People with HIV have an elevated risk of neurological and cardiovascular complications because they have higher levels of monocytes that express the “tissue factor” (TF) protein. This protein triggers blood clotting and inflammation even in people whose infection is well-controlled by antiretrovirals, researchers from the NIH and the University of Pittsburgh found.
They confirmed the role of monocytes and the TF protein by looking at two species of monkeys with SIV, the primate version of HIV. Pigtail macaques have TF-expressing monocytes and develop heart disease after SIV infection, while African green monkeys have monocytes that do not express TF and tend not to develop heart disease after SIV infection.
The researchers found that the experimental drug Ixolaris, which is derived from the saliva of the deer tick, successfully tamped down on inflammation in macaques with SIV. They also tested it in blood samples from healthy people as well as from two groups of people with HIV—those who were on antiretroviral medication and those who weren’t. The drug blocked the activity of the TF protein, they found. The findings are published in Science Translational Medicine.
In addition to receiving antiretroviral treatment, patients may be treated for complications and conditions associated with HIV infection. But the search for a permanent cure, or at least longer-acting antiretrovirals, is ongoing. New approaches include using CRISPR to cut HIV out of HIV-positive cells, targeting reservoirs of HIV that persist in macrophages and developing a vaccine based on an HIV-fighting antibody that cows naturally produce.
Even if those efforts succeed, there will still be a need for therapies to treat the consequences of HIV. "People are living long, fruitful lives with HIV thanks to tremendous strides in antiviral treatment regimens, however those lives are being cut short due to perplexingly high rates of heart disease," said co-senior author Ivona Pandrea, M.D., Ph.D., a professor of pathology at the University of Pittsburgh’s Center for Vaccine Research, in a statement. "By uncovering one of the cellular mechanisms driving the heart disease, we can look for medications—such as Ixolaris—that specifically target and disrupt that mechanism."
Ixolaris has been used to treat blood clots in animals, but has not yet been tested in humans.

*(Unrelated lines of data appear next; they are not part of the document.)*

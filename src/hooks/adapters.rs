//! Adapter contracts and name-based adapter registries.
//!
//! Each adapter module registers its factory under a name at startup; the
//! `*_with_adapter` configuration calls look factories up here. A missing
//! name is a `ConfigError::UnknownAdapter` at the time of the call.

use std::collections::HashMap;
use std::fmt;
use std::sync::{Arc, Once};

use serde_json::Value;

use crate::error::{ConfigError, Result};
use crate::hooks::context::{Bindings, RequestContext};
use crate::model::key::ModelKey;

#[derive(Debug, Clone, Copy, PartialEq, Eq, Hash)]
pub enum AdapterKind {
    Authorization,
    Auditing,
    Configuration,
}

impl fmt::Display for AdapterKind {
    fn fmt(&self, f: &mut fmt::Formatter<'_>) -> fmt::Result {
        let name = match self {
            AdapterKind::Authorization => "authorization",
            AdapterKind::Auditing => "auditing",
            AdapterKind::Configuration => "configuration",
        };
        f.write_str(name)
    }
}

/// Decides whether the current request may perform an action.
pub trait AuthorizationAdapter: Send + Sync {
    /// `Some(decision)`, or `None` when the adapter has no opinion.
    fn authorized(&self, action: &str, bindings: &Bindings) -> Option<bool>;
}

/// One auditable change made through the admin interface.
#[derive(Debug, Clone, PartialEq)]
pub struct AuditEvent {
    pub action: String,
    pub model: Option<ModelKey>,
    pub object: Option<Value>,
    pub user: Option<Value>,
}

pub trait AuditingAdapter: Send + Sync {
    fn record(&self, event: &AuditEvent);
}

/// Options object handed to `configure_with` blocks.
pub trait ConfigurationAdapter: Send + Sync {
    fn set_option(&mut self, name: &str, value: Value) -> Result<()>;
    fn option(&self, name: &str) -> Option<&Value>;
}

pub type SetupFn = Arc<dyn Fn() + Send + Sync>;
pub type AuthorizationFactory =
    Arc<dyn Fn(&RequestContext, &[Value]) -> Arc<dyn AuthorizationAdapter> + Send + Sync>;
pub type AuditingFactory =
    Arc<dyn Fn(&RequestContext, &[Value]) -> Arc<dyn AuditingAdapter> + Send + Sync>;
pub type ConfigurationFactory = Arc<dyn Fn() -> Box<dyn ConfigurationAdapter> + Send + Sync>;

struct Registration<F> {
    build: F,
    setup: Option<SetupFn>,
    setup_once: Arc<Once>,
}

/// Adapter factories of one kind, by name.
pub struct AdapterRegistry<F> {
    kind: AdapterKind,
    entries: HashMap<String, Registration<F>>,
}

impl<F: Clone> AdapterRegistry<F> {
    pub fn new(kind: AdapterKind) -> Self {
        Self {
            kind,
            entries: HashMap::new(),
        }
    }

    /// Register (or replace) the factory for `name`.
    pub fn register(&mut self, name: impl Into<String>, build: F) -> &mut Self {
        let name = name.into();
        tracing::debug!(kind = %self.kind, adapter = %name, "Registering adapter");
        self.entries.insert(
            name,
            Registration {
                build,
                setup: None,
                setup_once: Arc::new(Once::new()),
            },
        );
        self
    }

    /// Attach a setup routine run the first time `name` is resolved.
    pub fn on_setup<S>(&mut self, name: &str, setup: S) -> &mut Self
    where
        S: Fn() + Send + Sync + 'static,
    {
        match self.entries.get_mut(name) {
            Some(registration) => registration.setup = Some(Arc::new(setup)),
            None => tracing::warn!(kind = %self.kind, adapter = %name, "Setup given for unregistered adapter"),
        }
        self
    }

    pub fn contains(&self, name: &str) -> bool {
        self.entries.contains_key(name)
    }

    /// Registered names, ascending.
    pub fn names(&self) -> Vec<String> {
        let mut names: Vec<String> = self.entries.keys().cloned().collect();
        names.sort();
        names
    }

    /// `UnknownAdapter` unless `name` is registered. Runs no setup.
    pub fn ensure_registered(&self, name: &str) -> Result<()> {
        self.registration(name).map(|_| ())
    }

    /// Look up the factory for `name`, running its setup routine once per process.
    pub fn resolve(&self, name: &str) -> Result<F> {
        let registration = self.registration(name)?;
        if let Some(setup) = &registration.setup {
            registration.setup_once.call_once(|| {
                tracing::info!(kind = %self.kind, adapter = %name, "Running adapter setup");
                setup();
            });
        }
        Ok(registration.build.clone())
    }

    fn registration(&self, name: &str) -> Result<&Registration<F>> {
        self.entries.get(name).ok_or_else(|| ConfigError::UnknownAdapter {
            kind: self.kind,
            name: name.to_string(),
        })
    }
}

impl<F> fmt::Debug for AdapterRegistry<F> {
    fn fmt(&self, f: &mut fmt::Formatter<'_>) -> fmt::Result {
        let mut names: Vec<&String> = self.entries.keys().collect();
        names.sort();
        f.debug_struct("AdapterRegistry")
            .field("kind", &self.kind)
            .field("adapters", &names)
            .finish()
    }
}

/// One registry per adapter kind.
#[derive(Debug)]
pub struct AdapterRegistries {
    pub authorization: AdapterRegistry<AuthorizationFactory>,
    pub auditing: AdapterRegistry<AuditingFactory>,
    pub configuration: AdapterRegistry<ConfigurationFactory>,
}

impl Default for AdapterRegistries {
    fn default() -> Self {
        Self {
            authorization: AdapterRegistry::new(AdapterKind::Authorization),
            auditing: AdapterRegistry::new(AdapterKind::Auditing),
            configuration: AdapterRegistry::new(AdapterKind::Configuration),
        }
    }
}

impl AdapterRegistries {
    pub fn register_authorization<B, A>(&mut self, name: impl Into<String>, build: B) -> &mut AdapterRegistry<AuthorizationFactory>
    where
        B: Fn(&RequestContext, &[Value]) -> A + Send + Sync + 'static,
        A: AuthorizationAdapter + 'static,
    {
        let factory: AuthorizationFactory = Arc::new(
            move |ctx: &RequestContext, args: &[Value]| -> Arc<dyn AuthorizationAdapter> {
                Arc::new(build(ctx, args))
            },
        );
        self.authorization.register(name, factory)
    }

    pub fn register_auditing<B, A>(&mut self, name: impl Into<String>, build: B) -> &mut AdapterRegistry<AuditingFactory>
    where
        B: Fn(&RequestContext, &[Value]) -> A + Send + Sync + 'static,
        A: AuditingAdapter + 'static,
    {
        let factory: AuditingFactory = Arc::new(
            move |ctx: &RequestContext, args: &[Value]| -> Arc<dyn AuditingAdapter> {
                Arc::new(build(ctx, args))
            },
        );
        self.auditing.register(name, factory)
    }

    pub fn register_configuration<B, A>(&mut self, name: impl Into<String>, build: B) -> &mut AdapterRegistry<ConfigurationFactory>
    where
        B: Fn() -> A + Send + Sync + 'static,
        A: ConfigurationAdapter + 'static,
    {
        let factory: ConfigurationFactory =
            Arc::new(move || -> Box<dyn ConfigurationAdapter> { Box::new(build()) });
        self.configuration.register(name, factory)
    }
}

/// A configuration adapter that simply stores the options it is given.
#[derive(Debug, Clone, Default)]
pub struct OptionsAdapter {
    options: serde_json::Map<String, Value>,
}

impl ConfigurationAdapter for OptionsAdapter {
    fn set_option(&mut self, name: &str, value: Value) -> Result<()> {
        self.options.insert(name.to_string(), value);
        Ok(())
    }

    fn option(&self, name: &str) -> Option<&Value> {
        self.options.get(name)
    }
}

More tests are required to assess its safety and any interactions it may have with other drugs used to treat HIV patients, the researchers said.
"This treatment has the potential to improve the clinical management of HIV-infected patients and help them to live longer, healthier lives with HIV," Pandrea said. "That, and other therapies that may arise from targeting the inflammation pathway we discovered, are exciting avenues for future research."